Она любила все астрономические явления: затмения луны, солнца. Мы с детства были к этому приучены. Папа по этому поводу ворчал на маму, а потом бабушка ворчала так же на меня: «Что ты детей поднимаешь в два часа ночи!» Когда Андрей Дмитриевич был в ссылке, а мама ещё нет, она с Лизой специально ездила куда-то на Черное море, чтобы там наблюдать полное солнечное затмение в 1981 году — но была плохая погода, и ничего не было видно. Только страшно кричали птицы.

Мама любила гамаки. На даче у нас всегда был гамак. У меня есть кадры последних лет её жизни, где она в гамаке.

Мама любила смотреть на звезды. Всегда перед сном мама любила посмотреть на небо. Думаю, это её увлечение нравилось Андрею Дмитриевичу.

Они вместе ездили в красивые места, в Среднюю Азию, в Якутию к Твердохлебову. Как правило, связано это было с какими-то правозащитными делами, ведь в 1970-х годах у мамы и Андрея Дмитриевича свободного времени практически не было. Твердохлебова, например, нужно было навестить, потому что его фотография произвела на маму плохое впечатление.

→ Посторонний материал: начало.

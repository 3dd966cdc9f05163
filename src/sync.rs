//! One archive update: listings, detail hydration, enrichment, persistence
//!
//! Nothing is written back until every step has succeeded. A run that aborts
//! leaves `history.json` and the name caches exactly as they were, apart from
//! creating them empty on the very first run.

use crate::aggregator::Board;
use crate::config::ArchiveConfig;
use crate::error::Result;
use crate::fetcher::{FetchStats, Fetcher, Transport};
use crate::model::KillRecord;
use crate::names::{NameCaches, NameCategory, NameResolver};
use crate::pipeline::{EnrichmentPipeline, PipelineReport};
use crate::roster::{FilterSets, Roster};
use crate::store::{write_json_atomic, HistoryStore};
use std::path::PathBuf;

/// Counters for one sync run.
#[derive(Debug, Clone, Default, PartialEq, Eq)]
pub struct SyncReport {
    pub listing_pages: usize,
    pub appended: usize,
    pub duplicates: usize,
    pub details_hydrated: usize,
    pub pipeline: PipelineReport,
    pub name_lookups: usize,
    pub fetch: FetchStats,
    pub archive_size: usize,
}

impl SyncReport {
    pub fn log_summary(&self) {
        log::info!("✅ Sync complete");
        log::info!("   ├─ Listing pages: {}", self.listing_pages);
        log::info!(
            "   ├─ New killmails: {} ({} already archived)",
            self.appended,
            self.duplicates
        );
        log::info!("   ├─ Details hydrated: {}", self.details_hydrated);
        log::info!(
            "   ├─ Enriched: prune {}, classify {}, names {}, values {}, places {}",
            self.pipeline.pruned,
            self.pipeline.classified,
            self.pipeline.attributed,
            self.pipeline.formatted,
            self.pipeline.placed
        );
        log::info!("   ├─ Name lookups: {}", self.name_lookups);
        log::info!(
            "   ├─ Requests: {} ({} from cache, {} retries)",
            self.fetch.requests,
            self.fetch.cache_hits,
            self.fetch.retries
        );
        log::info!("   └─ Archive size: {} killmails", self.archive_size);
    }
}

/// Update the archive for every roster member.
///
/// Arguments:
/// - `config`: archive locations
/// - `roster`: tracked characters; also seeds the character name cache
/// - `fetcher`: upstream access, shared by listings, details and names
pub async fn run_sync<T: Transport>(
    config: &ArchiveConfig,
    roster: &Roster,
    fetcher: &mut Fetcher<T>,
) -> Result<SyncReport> {
    let mut report = SyncReport::default();

    let mut store = HistoryStore::load(&config.paths.history_file())?;
    let caches = NameCaches::load(&config.paths.data_dir)?;

    for (name, character_id) in roster.iter() {
        let listing = fetcher.endpoints().character_listing(character_id);
        log::info!("👤 Updating {} ({})", name, character_id);

        let pages = fetcher.fetch_all_pages(&listing).await?;
        report.listing_pages += pages.len();

        let incoming = pages
            .into_iter()
            .flatten()
            .map(KillRecord::from_raw)
            .collect::<Result<Vec<_>>>()?;

        let outcome = store.merge(incoming);
        report.appended += outcome.appended;
        report.duplicates += outcome.duplicates;
        log::debug!(
            "   └─ {} new, {} duplicates for {}",
            outcome.appended,
            outcome.duplicates,
            name
        );
    }

    report.details_hydrated = hydrate_details(&mut store, fetcher).await?;

    let mut resolver = NameResolver::new(caches, &mut *fetcher);
    resolver.seed(NameCategory::Character, roster.iter());

    report.pipeline = EnrichmentPipeline::new(roster, &mut resolver)
        .run(store.records_mut())
        .await?;
    report.name_lookups = resolver.lookups_issued();
    let (caches, _) = resolver.into_parts();

    store.persist()?;
    caches.persist()?;
    log::info!("💾 Saved archive and name caches to {}", config.paths.data_dir.display());

    report.fetch = fetcher.stats();
    report.archive_size = store.len();
    Ok(report)
}

/// Merge the ESI breakdown into every record that only has listing data.
async fn hydrate_details<T: Transport>(store: &mut HistoryStore, fetcher: &mut Fetcher<T>) -> Result<usize> {
    let pending: Vec<(usize, u64, String)> = store
        .records()
        .iter()
        .enumerate()
        .filter(|(_, r)| !r.is_hydrated())
        .map(|(idx, r)| (idx, r.killmail_id, r.zkb.hash.clone()))
        .collect();

    if pending.is_empty() {
        return Ok(0);
    }
    log::info!("🔎 Hydrating {} killmails", pending.len());

    for (idx, killmail_id, hash) in &pending {
        let detail = fetcher.fetch_detail(*killmail_id, hash).await?;
        store.records_mut()[*idx].apply_detail(detail)?;
    }

    Ok(pending.len())
}

/// Render every board bundle from the persisted archive.
///
/// Writes `index.json` (overall), `<character_id>.json` per roster member
/// and `targets.json` into the board output directory. Returns the files
/// written.
pub fn write_boards(config: &ArchiveConfig, roster: &Roster) -> Result<Vec<PathBuf>> {
    let store = HistoryStore::load(&config.paths.history_file())?;
    let filters = FilterSets::load(&config.paths.target_alliances, &config.paths.banned_ship_types)?;
    let out_dir = &config.paths.board_output_dir;
    let mut written = Vec::new();

    let overall = Board::overall(store.records(), roster, &config.board_name);
    let path = out_dir.join("index.json");
    write_json_atomic(&path, &overall.bundle())?;
    written.push(path);

    for (_, character_id) in roster.iter() {
        let board = Board::for_member(store.records(), roster, character_id)?;
        let path = out_dir.join(format!("{}.json", character_id));
        write_json_atomic(&path, &board.bundle())?;
        written.push(path);
    }

    let targets = Board::targets(
        store.records(),
        roster,
        &filters,
        &format!("{} Targets", config.board_name),
    );
    let path = out_dir.join("targets.json");
    write_json_atomic(&path, &targets.bundle())?;
    written.push(path);

    log::info!("📊 Wrote {} boards to {}", written.len(), out_dir.display());
    Ok(written)
}
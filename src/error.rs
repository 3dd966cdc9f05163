use thiserror::Error;

pub type Result<T> = std::result::Result<T, KillboardError>;

/// Every failure a sync run can hit.
///
/// Transport variants abort the run before anything is persisted. A missing
/// archive or cache file is not an error: the store and caches initialize
/// empty state instead.
#[derive(Error, Debug)]
pub enum KillboardError {
    #[error("Transport error for {url}: {reason}")]
    Transport { url: String, reason: String },

    #[error("Upstream returned status {status} twice for {url}")]
    UpstreamStatus { url: String, status: u16 },

    #[error("Upstream returned an unusable body twice for {url}")]
    Garbage { url: String },

    #[error("Malformed input: {0}")]
    Malformed(String),

    #[error("Configuration error: {0}")]
    Config(String),

    #[error("IO error: {0}")]
    Io(#[from] std::io::Error),

    #[error("JSON error: {0}")]
    Json(#[from] serde_json::Error),

    #[error("Response cache error: {0}")]
    Cache(#[from] rusqlite::Error),
}

impl KillboardError {
    pub fn malformed(msg: impl Into<String>) -> Self {
        KillboardError::Malformed(msg.into())
    }

    /// True for failures that came from talking to an upstream API.
    pub fn is_transport(&self) -> bool {
        matches!(
            self,
            KillboardError::Transport { .. }
                | KillboardError::UpstreamStatus { .. }
                | KillboardError::Garbage { .. }
        )
    }
}

impl From<tempfile::PersistError> for KillboardError {
    fn from(err: tempfile::PersistError) -> Self {
        KillboardError::Io(err.error)
    }
}
//! Root layout orchestration.
//!
//! [`RootLayout`] is what the app's root screen owns. It bootstraps the auth
//! store once, runs the [`NavigationGuard`] on every state change, and opens
//! the notification router for navigation once the guard has settled on a
//! signed-in route. A deferred deep link is therefore never replayed before
//! the session has been checked, and a signed-out user keeps it queued until
//! they sign in.
//!
//! # Usage
//!
//! ```ignore
//! let root = RootLayout::new(auth, navigator, store, &NavigatorConfig::default())?;
//! root.mount().await;
//!
//! // whenever auth status, the route, or font loading changes:
//! if root.on_state_change() == Render::Content {
//!     root.replay_pending().await;
//! }
//!
//! root.listen(transport.subscribe()).await;
//! root.unmount();
//! ```

use crate::auth::{AuthStatus, AuthStore};
use crate::config::NavigatorConfig;
use crate::deep_link::DeepLinkResolver;
use crate::error::ConfigError;
use crate::guards::{GuardContext, NavigationGuard};
use crate::lifecycle::{Liveness, NavigationAction};
use crate::notification::{NotificationEvent, NotificationTransport, Subscription};
use crate::router::{Disposition, NotificationRouter, ReplayOutcome};
use crate::state::Navigator;
use crate::storage::KeyValueStore;
use crate::{error_log, info_log};
use std::sync::atomic::{AtomicBool, Ordering};
use std::sync::Arc;

/// What the root should render after a state change.
#[derive(Debug, Clone, Copy, PartialEq, Eq)]
pub enum Render {
    /// Inputs still loading; render nothing rather than partial UI.
    Blank,
    /// Render the current route.
    Content,
}

/// Owner of the guard and the notification router for one app mount.
pub struct RootLayout {
    auth: Arc<dyn AuthStore>,
    navigator: Arc<dyn Navigator>,
    guard: NavigationGuard,
    notifications: NotificationRouter,
    assets_ready: AtomicBool,
    auth_failed: AtomicBool,
    initialized: AtomicBool,
    liveness: Liveness,
}

impl RootLayout {
    /// Wire a root over its collaborators. Fails on an inconsistent config.
    pub fn new(
        auth: Arc<dyn AuthStore>,
        navigator: Arc<dyn Navigator>,
        store: Arc<dyn KeyValueStore>,
        config: &NavigatorConfig,
    ) -> Result<Self, ConfigError> {
        config.validate()?;
        let liveness = Liveness::new();
        let notifications = NotificationRouter::new(navigator.clone(), store, config)
            .with_liveness(liveness.clone());
        Ok(Self {
            auth,
            navigator,
            guard: NavigationGuard::with_config(config),
            notifications,
            assets_ready: AtomicBool::new(false),
            auth_failed: AtomicBool::new(false),
            initialized: AtomicBool::new(false),
            liveness,
        })
    }

    /// Replace the notification router's deep-link resolver.
    #[must_use]
    pub fn with_resolver(mut self, resolver: impl DeepLinkResolver + 'static) -> Self {
        self.notifications = self.notifications.with_resolver(resolver);
        self
    }

    /// Initialise the auth store. Only the first call does anything.
    ///
    /// A failed initialisation is logged and the session is treated as
    /// signed out, which sends the user to login.
    pub async fn mount(&self) {
        if self.initialized.swap(true, Ordering::SeqCst) {
            return;
        }
        match self.auth.initialize().await {
            Ok(()) => {
                info_log!("Auth store initialised");
            }
            Err(err) => {
                error_log!("Auth initialisation failed, continuing signed out: {}", err);
                self.auth_failed.store(true, Ordering::SeqCst);
            }
        }
    }

    /// Report whether fonts and other assets have loaded.
    pub fn set_assets_ready(&self, ready: bool) {
        self.assets_ready.store(ready, Ordering::SeqCst);
    }

    /// Status the guard sees.
    pub fn status(&self) -> AuthStatus {
        let status = self.auth.status();
        if self.auth_failed.load(Ordering::SeqCst) {
            AuthStatus {
                is_authenticated: status.is_authenticated,
                is_loading: false,
            }
        } else {
            status
        }
    }

    /// Re-run the guard. Call on every auth, route, or readiness change.
    ///
    /// Deep links open only once the guard lets a signed-in route stand.
    /// While signed out they stay queued, since every target is protected.
    pub fn on_state_change(&self) -> Render {
        if !self.liveness.is_alive() {
            return Render::Blank;
        }

        let location = self.navigator.location();
        let status = self.status();
        let cx = GuardContext::new(status, self.assets_ready.load(Ordering::SeqCst), &location);

        match self.guard.run(&cx, self.navigator.as_ref()) {
            NavigationAction::Hold => Render::Blank,
            NavigationAction::Continue => {
                self.notifications.set_ready(status.is_authenticated);
                Render::Content
            }
            NavigationAction::Redirect { .. } => {
                if !status.is_authenticated {
                    self.notifications.set_ready(false);
                }
                Render::Content
            }
        }
    }

    /// Replay the deferred deep link. Does nothing until the guard has
    /// settled on a signed-in route.
    pub async fn replay_pending(&self) -> ReplayOutcome {
        self.notifications.replay_pending().await
    }

    /// Handle the notification the app was launched from, if any.
    pub async fn handle_launch(&self, transport: &dyn NotificationTransport) -> Option<Disposition> {
        let payload = transport.take_launch_notification().await?;
        Some(
            self.notifications
                .handle_event(&NotificationEvent::launched(payload))
                .await,
        )
    }

    /// Forward one event to the notification router.
    pub async fn dispatch(&self, event: &NotificationEvent) -> Disposition {
        self.notifications.handle_event(event).await
    }

    /// Process events until the subscription closes or the root unmounts.
    pub async fn listen(&self, subscription: Subscription) -> usize {
        self.notifications.listen(subscription).await
    }

    pub fn notifications(&self) -> &NotificationRouter {
        &self.notifications
    }

    pub fn is_mounted(&self) -> bool {
        self.liveness.is_alive()
    }

    /// Stop all navigation from this root. Pending work becomes a no-op and
    /// a running [`listen`](Self::listen) returns, dropping its subscription.
    pub fn unmount(&self) {
        info_log!("Root layout unmounted");
        self.liveness.release();
    }
}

В Душанбе они ездили по делу Анатолия Назарова — Андрей Дмитриевич о нем пишет — осужденного за пересылку по почте записи западной радиопередачи о «Размышлениях» Сахарова.

* * *

Как мама стала врачом? К началу войны она прошла краткосрочные курсы РОККа (Российского общества красного креста), была простой медсестрой, имела минимум медицинских знаний. После ранения и контузии она попала на медицинский поезд, где всерьез овладела специальностью.